RECORDS PROVIDED START

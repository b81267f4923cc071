//! Pairs of distinct values adding up to `x`, counted with two pointers.

use crate::templates::prelude::*;

pub struct PairSum;

static INFO: TemplateInfo = TemplateInfo {
    id: "3273",
    title: "Sum of two numbers",
    category: Category::BinarySearch,
    input: &[Field::int("n"), Field::int("a").repeat("n"), Field::int("x")],
    output: &[Field::int("pairs")],
    constraints: &[
        "1 <= n <= 100000",
        "1 <= a <= 1000000, values distinct",
        "1 <= x <= 2000000",
    ],
    samples: &[Sample {
        input: "9\n5 12 7 10 9 1 2 3 11\n13\n",
        output: "3\n",
    }],
};

#[derive(Debug, Clone)]
pub struct Input {
    pub values: Vec<u32>,
    pub target: u32,
}

impl Template for PairSum {
    type Input = Input;
    type Output = usize;

    fn info(&self) -> &'static TemplateInfo {
        &INFO
    }

    fn parse(&self, sc: &mut Scanner<'_>) -> Result<Input, InputError> {
        let n = sc.next_in("n", 1..=100_000usize)?;
        let values = sc.values_in("a", n, 1..=1_000_000u32)?;
        let mut sorted = values.clone();
        sorted.sort_unstable();
        if let Some(w) = sorted.windows(2).find(|w| w[0] == w[1]) {
            return Err(InputError::constraint("a", format!("{} appears more than once", w[0])));
        }
        let target = sc.next_in("x", 1..=2_000_000u32)?;
        Ok(Input { values, target })
    }

    fn solve(&self, input: &Input) -> usize {
        let mut v = input.values.clone();
        v.sort_unstable();
        let (mut l, mut r) = (0usize, v.len().saturating_sub(1));
        let mut count = 0;
        while l < r {
            match (v[l] + v[r]).cmp(&input.target) {
                std::cmp::Ordering::Equal => {
                    count += 1;
                    l += 1;
                }
                std::cmp::Ordering::Less => l += 1,
                std::cmp::Ordering::Greater => r -= 1,
            }
        }
        count
    }

    fn render(&self, output: &usize, out: &mut String) {
        push_line(out, [output]);
    }
}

RECORDS PROVIDED END

Using the data above, show each line where "InputError" occurs.

    fn parse(&self, sc: &mut Scanner<'_>) -> Result<Input, InputError> {
            return Err(InputError::constraint("a", format!("{} appears more than once", w[0])));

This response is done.